• Action item: Scan the records below for the line containing "self.storage.len() > capacity.get())" and the line containing "let mut cabinet = Cabinet::bounded(4);". Copy both, plus every line between, exactly.
[Available data Boundary: Start]
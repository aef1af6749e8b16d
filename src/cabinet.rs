//! Insertion-ordered item storage with optional capacity and oldest-first eviction.

use std::collections::VecDeque;
use std::num::NonZeroUsize;

use crate::types::Item;

/// Items stored front-to-back by recency; the back holds the oldest item.
#[derive(Debug, Clone)]
pub struct Cabinet {
    // None means unbounded.
    capacity: Option<NonZeroUsize>,
    storage: VecDeque<Item>,
}

/// Position of an item found by [`Cabinet::find`].
///
/// Holds the cabinet borrowed, so it can only be spent on the cabinet that
/// produced it and never survives another mutation.
#[derive(Debug)]
pub struct Slot<'a> {
    cabinet: &'a mut Cabinet,
    index: usize,
}

impl Slot<'_> {
    /// Remove the located item from its cabinet and return it.
    pub fn remove(self) -> Item {
        self.cabinet
            .storage
            .remove(self.index)
            .expect("slot index out of bounds")
    }
}

impl Cabinet {
    /// Create a cabinet holding at most `capacity` items.
    pub fn bounded(capacity: usize) -> Self {
        let capacity = NonZeroUsize::new(capacity).expect("cabinet capacity must be > 0");
        Self {
            capacity: Some(capacity),
            storage: VecDeque::with_capacity(capacity.get()),
        }
    }

    /// Create a cabinet that never evicts.
    pub fn unbounded() -> Self {
        Self {
            capacity: None,
            storage: VecDeque::new(),
        }
    }

    /// Put an item at the front; if the cabinet was full, the oldest item
    /// is taken out first and returned.
    pub fn insert_front(&mut self, item: Item) -> Option<Item> {
        debug_assert!(!self.contains(item), "item {item} is already stored here");
        let evicted = if self.is_full() {
            self.storage.pop_back()
        } else {
            None
        };
        self.storage.push_front(item);
        debug_assert!(!self.over_capacity(), "cabinet exceeded its capacity");
        evicted
    }

    /// Linear search for an item.
    pub fn find(&mut self, item: Item) -> Option<Slot<'_>> {
        let index = self.storage.iter().position(|&stored| stored == item)?;
        Some(Slot {
            cabinet: self,
            index,
        })
    }

    /// Take out the oldest item, if any.
    pub fn remove_oldest(&mut self) -> Option<Item> {
        self.storage.pop_back()
    }

    pub fn contains(&self, item: Item) -> bool {
        self.storage.contains(&item)
    }

    pub fn is_full(&self) -> bool {
        match self.capacity {
            Some(capacity) => self.storage.len() >= capacity.get(),
            None => false,
        }
    }

    pub fn is_empty(&self) -> bool {
        self.storage.is_empty()
    }

    pub fn len(&self) -> usize {
        self.storage.len()
    }

    /// Configured capacity; `None` for an unbounded cabinet.
    pub fn capacity(&self) -> Option<usize> {
        self.capacity.map(NonZeroUsize::get)
    }

    /// Items from newest (front) to oldest (back).
    pub fn iter(&self) -> impl Iterator<Item = Item> + '_ {
        self.storage.iter().copied()
    }

    fn over_capacity(&self) -> bool {
        self.capacity
            .is_some_and(|capacity| self.storage.len() > capacity.get())
    }
}

#[cfg(test)]
mod tests {
    use super::*;

    fn contents(cabinet: &Cabinet) -> Vec<Item> {
        cabinet.iter().collect()
    }

    #[test]
    fn inserts_newest_at_front() {
        let mut cabinet = Cabinet::bounded(3);
        assert_eq!(cabinet.insert_front(1), None);
        assert_eq!(cabinet.insert_front(2), None);
        assert_eq!(contents(&cabinet), vec![2, 1]);
        assert!(!cabinet.is_full());
    }

    #[test]
    fn full_cabinet_evicts_oldest() {
        let mut cabinet = Cabinet::bounded(2);
        cabinet.insert_front(1);
        cabinet.insert_front(2);
        assert!(cabinet.is_full());
        // The back (oldest) item makes room for the new one.
        assert_eq!(cabinet.insert_front(3), Some(1));
        assert_eq!(contents(&cabinet), vec![3, 2]);
        assert_eq!(cabinet.len(), 2);
    }

    #[test]
    fn unbounded_never_evicts() {
        let mut outside = Cabinet::unbounded();
        for item in 0..2048 {
            assert_eq!(outside.insert_front(item), None);
        }
        assert!(!outside.is_full());
        assert_eq!(outside.len(), 2048);
        assert_eq!(outside.capacity(), None);
    }

    #[test]
    fn find_then_remove_yields_same_item() {
        let mut cabinet = Cabinet::bounded(4);
        for item in [7, -3, 42] {
            cabinet.insert_front(item);
        }
        let slot = cabinet.find(-3).expect("item should be found");
        assert_eq!(slot.remove(), -3);
        assert_eq!(contents(&cabinet), vec![42, 7]);
        assert!(cabinet.find(-3).is_none());
    }

    #[test]
    fn find_misses_on_absent_item() {
        let mut cabinet = Cabinet::bounded(1);
        assert!(cabinet.find(5).is_none());
        cabinet.insert_front(6);
        assert!(cabinet.find(5).is_none());
    }

    #[test]
    fn extreme_values_are_ordinary_items() {
        let mut cabinet = Cabinet::bounded(2);
        cabinet.insert_front(i64::MAX);
        cabinet.insert_front(i64::MIN);
        assert!(cabinet.contains(i64::MAX));
        assert_eq!(cabinet.find(i64::MAX).map(Slot::remove), Some(i64::MAX));
    }

    #[test]
    fn remove_oldest_drains_back_to_front() {
        let mut cabinet = Cabinet::bounded(3);
        assert_eq!(cabinet.remove_oldest(), None);
        cabinet.insert_front(1);
        cabinet.insert_front(2);
        assert_eq!(cabinet.remove_oldest(), Some(1));
        assert_eq!(cabinet.remove_oldest(), Some(2));
        assert!(cabinet.is_empty());
    }

    #[test]
    #[should_panic(expected = "cabinet capacity must be > 0")]
    fn zero_capacity_panics() {
        let _ = Cabinet::bounded(0);
    }

    #[cfg(debug_assertions)]
    #[test]
    #[should_panic(expected = "already stored here")]
    fn duplicate_insert_panics_in_debug() {
        let mut cabinet = Cabinet::bounded(2);
        cabinet.insert_front(9);
        cabinet.insert_front(9);
    }
}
[Available data Boundary: End]
• Task solution:
            .is_some_and(|capacity| self.storage.len() > capacity.get())
    }
}

#[cfg(test)]
mod tests {
    use super::*;

    fn contents(cabinet: &Cabinet) -> Vec<Item> {
        cabinet.iter().collect()
    }

    #[test]
    fn inserts_newest_at_front() {
        let mut cabinet = Cabinet::bounded(3);
        assert_eq!(cabinet.insert_front(1), None);
        assert_eq!(cabinet.insert_front(2), None);
        assert_eq!(contents(&cabinet), vec![2, 1]);
        assert!(!cabinet.is_full());
    }

    #[test]
    fn full_cabinet_evicts_oldest() {
        let mut cabinet = Cabinet::bounded(2);
        cabinet.insert_front(1);
        cabinet.insert_front(2);
        assert!(cabinet.is_full());
        // The back (oldest) item makes room for the new one.
        assert_eq!(cabinet.insert_front(3), Some(1));
        assert_eq!(contents(&cabinet), vec![3, 2]);
        assert_eq!(cabinet.len(), 2);
    }

    #[test]
    fn unbounded_never_evicts() {
        let mut outside = Cabinet::unbounded();
        for item in 0..2048 {
            assert_eq!(outside.insert_front(item), None);
        }
        assert!(!outside.is_full());
        assert_eq!(outside.len(), 2048);
        assert_eq!(outside.capacity(), None);
    }

    #[test]
    fn find_then_remove_yields_same_item() {
        let mut cabinet = Cabinet::bounded(4);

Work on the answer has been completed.